----- Input material

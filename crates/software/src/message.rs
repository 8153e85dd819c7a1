//! Logical MIDI messages, independent of how they are framed on the wire.
//!
//! Range invariants (channel 0-15, data bytes 0-127) are enforced by construction using [`wmidi`]'s [`Channel`] and
//! [`U7`] types, so a [`ChannelVoiceMessage`] that exists is always encodable.

use crate::error::ErrorCode;
use num_derive::{FromPrimitive, ToPrimitive};
use wmidi::{Channel, ControlFunction, MidiMessage, Note, U7, U14};

/// The high nibble of a channel voice status byte.
#[derive(Clone, Copy, Debug, PartialEq, Eq, FromPrimitive, ToPrimitive)]
#[cfg_attr(feature = "defmt", derive(defmt::Format))]
pub enum ChannelVoiceStatus {
    /// Key released.
    NoteOff = 0x8,
    /// Key struck.
    NoteOn = 0x9,
    /// Per-key aftertouch.
    PolyPressure = 0xA,
    /// Controller number and 7-bit value.
    ControlChange = 0xB,
    /// Patch selection; a single data byte.
    ProgramChange = 0xC,
    /// Channel-wide aftertouch; a single data byte.
    ChannelPressure = 0xD,
    /// 14-bit pitch wheel, least significant 7 bits first.
    PitchBend = 0xE,
}

impl ChannelVoiceStatus {
    /// Number of data bytes that follow the status byte.
    pub const fn data_len(self) -> usize {
        match self {
            Self::ProgramChange | Self::ChannelPressure => 1,
            _ => 2,
        }
    }
}

/// A channel voice message: a status nibble, a channel and up to two 7-bit data bytes.
///
/// Messages with a single data byte ([`ProgramChange`][ChannelVoiceStatus::ProgramChange] and
/// [`ChannelPressure`][ChannelVoiceStatus::ChannelPressure]) always carry a zero `data2`.
#[derive(Clone, Copy, Debug, PartialEq, Eq)]
pub struct ChannelVoiceMessage {
    status: ChannelVoiceStatus,
    channel: Channel,
    data1: U7,
    data2: U7,
}

#[cfg(feature = "defmt")]
impl defmt::Format for ChannelVoiceMessage {
    fn format(&self, fmt: defmt::Formatter) {
        defmt::write!(
            fmt,
            "{} {{ channel: {}, data1: {}, data2: {} }}",
            self.status,
            self.channel.index(),
            u8::from(self.data1),
            u8::from(self.data2)
        );
    }
}

fn data_byte(value: u8) -> Result<U7, ErrorCode> {
    U7::try_from(value).map_err(|_| ErrorCode::InvalidParameter)
}

impl ChannelVoiceMessage {
    /// Constructs a message from raw parts, rejecting a channel above 15 or a data byte above 127.
    ///
    /// For single-data-byte statuses `data2` must still be in range and is then discarded.
    pub fn new(status: ChannelVoiceStatus, channel: u8, data1: u8, data2: u8) -> Result<Self, ErrorCode> {
        let channel = Channel::from_index(channel).map_err(|_| ErrorCode::InvalidParameter)?;
        let data1 = data_byte(data1)?;
        let data2 = match status.data_len() {
            1 => {
                data_byte(data2)?;
                U7::MIN
            }
            _ => data_byte(data2)?,
        };
        Ok(Self {
            status,
            channel,
            data1,
            data2,
        })
    }

    /// Control Change for `controller` with `value`.
    pub fn control_change(channel: u8, controller: u8, value: u8) -> Result<Self, ErrorCode> {
        Self::new(ChannelVoiceStatus::ControlChange, channel, controller, value)
    }

    /// Note On for `note` with `velocity`.
    pub fn note_on(channel: u8, note: u8, velocity: u8) -> Result<Self, ErrorCode> {
        Self::new(ChannelVoiceStatus::NoteOn, channel, note, velocity)
    }

    /// Note Off for `note` with release `velocity`.
    pub fn note_off(channel: u8, note: u8, velocity: u8) -> Result<Self, ErrorCode> {
        Self::new(ChannelVoiceStatus::NoteOff, channel, note, velocity)
    }

    /// Polyphonic key pressure for `note`.
    pub fn poly_pressure(channel: u8, note: u8, pressure: u8) -> Result<Self, ErrorCode> {
        Self::new(ChannelVoiceStatus::PolyPressure, channel, note, pressure)
    }

    /// Program Change to `program`.
    pub fn program_change(channel: u8, program: u8) -> Result<Self, ErrorCode> {
        Self::new(ChannelVoiceStatus::ProgramChange, channel, program, 0)
    }

    /// Channel pressure (aftertouch).
    pub fn channel_pressure(channel: u8, pressure: u8) -> Result<Self, ErrorCode> {
        Self::new(ChannelVoiceStatus::ChannelPressure, channel, pressure, 0)
    }

    /// Pitch bend with a 14-bit `value` (0-16383, centre 8192).
    pub fn pitch_bend(channel: u8, value: u16) -> Result<Self, ErrorCode> {
        if value > 0x3FFF {
            return Err(ErrorCode::InvalidParameter);
        }
        Self::new(
            ChannelVoiceStatus::PitchBend,
            channel,
            (value & 0x7F) as u8,
            (value >> 7) as u8,
        )
    }

    /// Getter.
    pub fn status(&self) -> ChannelVoiceStatus {
        self.status
    }

    /// Zero-based channel (0-15).
    pub fn channel(&self) -> u8 {
        self.channel.index()
    }

    /// Getter.
    pub fn data1(&self) -> u8 {
        self.data1.into()
    }

    /// Getter.
    pub fn data2(&self) -> u8 {
        self.data2.into()
    }

    /// The full status byte, i.e. status nibble and channel.
    pub fn status_byte(&self) -> u8 {
        self.to_bytes()[0]
    }

    /// MIDI wire bytes; the trailing byte is zero for single-data-byte messages.
    pub fn to_bytes(&self) -> [u8; 3] {
        let mut bytes = [0; 3];
        // no channel voice message is longer than three bytes, so this cannot fail
        let _ = MidiMessage::from(*self).copy_to_slice(&mut bytes);
        bytes
    }

    /// Number of meaningful bytes in [`to_bytes()`][Self::to_bytes].
    pub fn len(&self) -> usize {
        1 + self.status.data_len()
    }

    /// Always `false`; a channel voice message carries at least a status and one data byte.
    pub fn is_empty(&self) -> bool {
        false
    }
}

impl From<ChannelVoiceMessage> for MidiMessage<'static> {
    fn from(msg: ChannelVoiceMessage) -> Self {
        let ChannelVoiceMessage {
            status,
            channel,
            data1,
            data2,
        } = msg;
        match status {
            ChannelVoiceStatus::NoteOff => MidiMessage::NoteOff(channel, Note::from(data1), data2),
            ChannelVoiceStatus::NoteOn => MidiMessage::NoteOn(channel, Note::from(data1), data2),
            ChannelVoiceStatus::PolyPressure => {
                MidiMessage::PolyphonicKeyPressure(channel, Note::from(data1), data2)
            }
            ChannelVoiceStatus::ControlChange => {
                MidiMessage::ControlChange(channel, ControlFunction(data1), data2)
            }
            ChannelVoiceStatus::ProgramChange => MidiMessage::ProgramChange(channel, data1),
            ChannelVoiceStatus::ChannelPressure => MidiMessage::ChannelPressure(channel, data1),
            ChannelVoiceStatus::PitchBend => {
                let value = u16::from(u8::from(data2)) << 7 | u16::from(u8::from(data1));
                // two 7-bit halves never exceed 14 bits
                MidiMessage::PitchBendChange(channel, U14::try_from(value).unwrap_or(U14::MAX))
            }
        }
    }
}

impl TryFrom<MidiMessage<'_>> for ChannelVoiceMessage {
    type Error = ErrorCode;

    /// Fails for anything other than a channel voice message.
    ///
    /// [`wmidi`] reads a Note On with velocity 0 as a Note Off, and so does this conversion.
    fn try_from(msg: MidiMessage<'_>) -> Result<Self, Self::Error> {
        let note = |n: Note| U7::from_u8_lossy(u8::from(n));
        let (status, channel, data1, data2) = match msg {
            MidiMessage::NoteOff(c, n, v) => (ChannelVoiceStatus::NoteOff, c, note(n), v),
            MidiMessage::NoteOn(c, n, v) => (ChannelVoiceStatus::NoteOn, c, note(n), v),
            MidiMessage::PolyphonicKeyPressure(c, n, v) => (ChannelVoiceStatus::PolyPressure, c, note(n), v),
            MidiMessage::ControlChange(c, f, v) => (ChannelVoiceStatus::ControlChange, c, f.0, v),
            MidiMessage::ProgramChange(c, p) => (ChannelVoiceStatus::ProgramChange, c, p, U7::MIN),
            MidiMessage::ChannelPressure(c, p) => (ChannelVoiceStatus::ChannelPressure, c, p, U7::MIN),
            MidiMessage::PitchBendChange(c, v) => {
                let v = u16::from(v);
                (
                    ChannelVoiceStatus::PitchBend,
                    c,
                    U7::from_u8_lossy((v & 0x7F) as u8),
                    U7::from_u8_lossy((v >> 7) as u8),
                )
            }
            _ => return Err(ErrorCode::InvalidParameter),
        };
        Ok(Self {
            status,
            channel,
            data1,
            data2,
        })
    }
}

/// System common and system real-time messages.
///
/// These are decoded and passed on to the handler as-is; the driver never acts on them.
#[derive(Clone, Copy, Debug, PartialEq, Eq)]
#[cfg_attr(feature = "defmt", derive(defmt::Format))]
pub enum SystemMessage {
    /// 0xF1 with a quarter-frame byte.
    MidiTimeCode(u8),
    /// 0xF2 with a 14-bit position in MIDI beats.
    SongPosition(u16),
    /// 0xF3 with a song number.
    SongSelect(u8),
    /// 0xF6.
    TuneRequest,
    /// 0xF8.
    TimingClock,
    /// 0xFA.
    Start,
    /// 0xFB.
    Continue,
    /// 0xFC.
    Stop,
    /// 0xFE.
    ActiveSensing,
    /// 0xFF.
    Reset,
}

impl SystemMessage {
    /// Parses a status byte and its data bytes with [`wmidi`].
    ///
    /// Returns `None` for SysEx framing bytes (0xF0, 0xF7), undefined statuses (0xF4, 0xF5, 0xF9, 0xFD), a data byte
    /// with the high bit set or too few data bytes.
    pub fn from_bytes(bytes: &[u8]) -> Option<Self> {
        MidiMessage::from_bytes(bytes).ok().and_then(|msg| Self::try_from(msg).ok())
    }

    /// Rejects data bytes above 127 or a song position above 16383.
    pub fn validate(&self) -> Result<(), ErrorCode> {
        MidiMessage::try_from(*self).map(drop)
    }

    /// Real-time messages are single bytes that may be interleaved anywhere, even inside SysEx.
    pub fn is_real_time(&self) -> bool {
        matches!(
            self,
            Self::TimingClock | Self::Start | Self::Continue | Self::Stop | Self::ActiveSensing | Self::Reset
        )
    }
}

impl TryFrom<MidiMessage<'_>> for SystemMessage {
    type Error = ErrorCode;

    /// Fails for channel voice messages, SysEx and the undefined system statuses.
    fn try_from(msg: MidiMessage<'_>) -> Result<Self, Self::Error> {
        Ok(match msg {
            MidiMessage::MidiTimeCode(v) => Self::MidiTimeCode(v.into()),
            MidiMessage::SongPositionPointer(v) => Self::SongPosition(v.into()),
            MidiMessage::SongSelect(v) => Self::SongSelect(v.into()),
            MidiMessage::TuneRequest => Self::TuneRequest,
            MidiMessage::TimingClock => Self::TimingClock,
            MidiMessage::Start => Self::Start,
            MidiMessage::Continue => Self::Continue,
            MidiMessage::Stop => Self::Stop,
            MidiMessage::ActiveSensing => Self::ActiveSensing,
            MidiMessage::Reset => Self::Reset,
            _ => return Err(ErrorCode::InvalidParameter),
        })
    }
}

impl TryFrom<SystemMessage> for MidiMessage<'static> {
    type Error = ErrorCode;

    fn try_from(msg: SystemMessage) -> Result<Self, Self::Error> {
        Ok(match msg {
            SystemMessage::MidiTimeCode(v) => MidiMessage::MidiTimeCode(data_byte(v)?),
            SystemMessage::SongPosition(v) => {
                MidiMessage::SongPositionPointer(U14::try_from(v).map_err(|_| ErrorCode::InvalidParameter)?)
            }
            SystemMessage::SongSelect(v) => MidiMessage::SongSelect(data_byte(v)?),
            SystemMessage::TuneRequest => MidiMessage::TuneRequest,
            SystemMessage::TimingClock => MidiMessage::TimingClock,
            SystemMessage::Start => MidiMessage::Start,
            SystemMessage::Continue => MidiMessage::Continue,
            SystemMessage::Stop => MidiMessage::Stop,
            SystemMessage::ActiveSensing => MidiMessage::ActiveSensing,
            SystemMessage::Reset => MidiMessage::Reset,
        })
    }
}

/// A decoded inbound message, as delivered to a [`MidiHandler`][crate::MidiHandler].
#[derive(Clone, Copy, Debug, PartialEq, Eq)]
#[cfg_attr(feature = "defmt", derive(defmt::Format))]
pub enum Message<'a> {
    /// Note, controller, program, pressure or pitch bend traffic.
    ChannelVoice(ChannelVoiceMessage),
    /// System common or real-time traffic.
    System(SystemMessage),
    /// A complete System Exclusive message, including the leading 0xF0 and trailing 0xF7.
    SysEx(&'a [u8]),
}
//! Where decoded inbound messages go.

use crate::{
    message::{ChannelVoiceMessage, Message, SystemMessage},
    packet::CableNumber,
};
use heapless::Deque;

/// Receives every well-formed inbound message during [`update()`][crate::MidiTransportDriver::update].
///
/// Runs on the caller's stack inside `update()`, so implementations should return quickly.
pub trait MidiHandler {
    /// Called once per decoded message, in arrival order.
    fn on_message(&mut self, cable: CableNumber, message: Message<'_>);
}

/// Discards everything. The default when no handler is registered.
#[derive(Clone, Copy, Debug, Default)]
pub struct NullHandler;

impl MidiHandler for NullHandler {
    fn on_message(&mut self, _cable: CableNumber, _message: Message<'_>) {}
}

impl<F> MidiHandler for F
where
    F: FnMut(CableNumber, Message<'_>),
{
    fn on_message(&mut self, cable: CableNumber, message: Message<'_>) {
        self(cable, message)
    }
}

/// An owned copy of an inbound message. SysEx payloads are not retained, only their length.
#[derive(Clone, Copy, Debug, PartialEq, Eq)]
#[cfg_attr(feature = "defmt", derive(defmt::Format))]
pub enum InboundEvent {
    /// See [`Message::ChannelVoice`].
    ChannelVoice(ChannelVoiceMessage),
    /// See [`Message::System`].
    System(SystemMessage),
    /// A complete SysEx message of this many bytes was received.
    SysEx(usize),
}

/// An [`InboundEvent`] with the cable it arrived on.
#[derive(Clone, Copy, Debug, PartialEq, Eq)]
#[cfg_attr(feature = "defmt", derive(defmt::Format))]
pub struct InboundMessage {
    /// Virtual cable the packet was addressed to.
    pub cable: CableNumber,
    /// What arrived; SysEx is reduced to its length because the payload is only borrowed during the callback.
    pub event: InboundEvent,
}

impl From<(CableNumber, Message<'_>)> for InboundMessage {
    fn from((cable, message): (CableNumber, Message<'_>)) -> Self {
        let event = match message {
            Message::ChannelVoice(msg) => InboundEvent::ChannelVoice(msg),
            Message::System(msg) => InboundEvent::System(msg),
            Message::SysEx(bytes) => InboundEvent::SysEx(bytes.len()),
        };
        Self { cable, event }
    }
}

/// A bounded queue of inbound messages for callers who prefer pulling to callbacks.
///
/// When full, the oldest message is dropped to make room, so the freshest controller values always survive.
pub struct Inbox<const N: usize> {
    queue: Deque<InboundMessage, N>,
    dropped: u32,
}

impl<const N: usize> Default for Inbox<N> {
    fn default() -> Self {
        Self::new()
    }
}

impl<const N: usize> Inbox<N> {
    /// Constructs an empty [`Inbox`].
    pub const fn new() -> Self {
        Self {
            queue: Deque::new(),
            dropped: 0,
        }
    }

    /// Takes the oldest message.
    pub fn pop(&mut self) -> Option<InboundMessage> {
        self.queue.pop_front()
    }

    /// Getter.
    pub fn len(&self) -> usize {
        self.queue.len()
    }

    /// Getter.
    pub fn is_empty(&self) -> bool {
        self.queue.is_empty()
    }

    /// Messages discarded because the inbox was full.
    pub fn dropped(&self) -> u32 {
        self.dropped
    }
}

impl<const N: usize> MidiHandler for Inbox<N> {
    fn on_message(&mut self, cable: CableNumber, message: Message<'_>) {
        if self.queue.is_full() {
            self.queue.pop_front();
            self.dropped = self.dropped.saturating_add(1);
        }
        // cannot fail: room was made above
        let _ = self.queue.push_back(InboundMessage::from((cable, message)));
    }
}
//! Driver settings, fixed at construction.

use crate::packet::CableNumber;
use embassy_time::Duration;

/// One full-speed bulk transfer's worth: 64 bytes, 16 packets.
pub const DEFAULT_MAX_PACKETS_PER_UPDATE: usize = 16;

/// How long `init()` keeps retrying while the port reports the peripheral as busy.
pub const DEFAULT_INIT_TIMEOUT: Duration = Duration::from_millis(50);

/// Configures a [`MidiTransportDriver`][crate::MidiTransportDriver].
#[derive(Clone, Copy, Debug, PartialEq, Eq)]
#[cfg_attr(feature = "defmt", derive(defmt::Format))]
pub struct DriverConfig {
    /// Virtual cable used for outgoing packets; inbound packets for any other cable are ignored.
    pub cable: CableNumber,
    /// Upper bound on the packets handled by a single `update()` call.
    pub max_packets_per_update: usize,
    /// Bound on the wait for the peripheral during `init()`.
    pub init_timeout: Duration,
}

impl Default for DriverConfig {
    fn default() -> Self {
        Self {
            cable: CableNumber::ZERO,
            max_packets_per_update: DEFAULT_MAX_PACKETS_PER_UPDATE,
            init_timeout: DEFAULT_INIT_TIMEOUT,
        }
    }
}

----------

_Required work_
Each line above that contains "SongSelect" must be copied out.

_Solved exercise_
    SongSelect(u8),
            MidiMessage::SongSelect(v) => Self::SongSelect(v.into()),
            SystemMessage::SongSelect(v) => MidiMessage::SongSelect(data_byte(v)?),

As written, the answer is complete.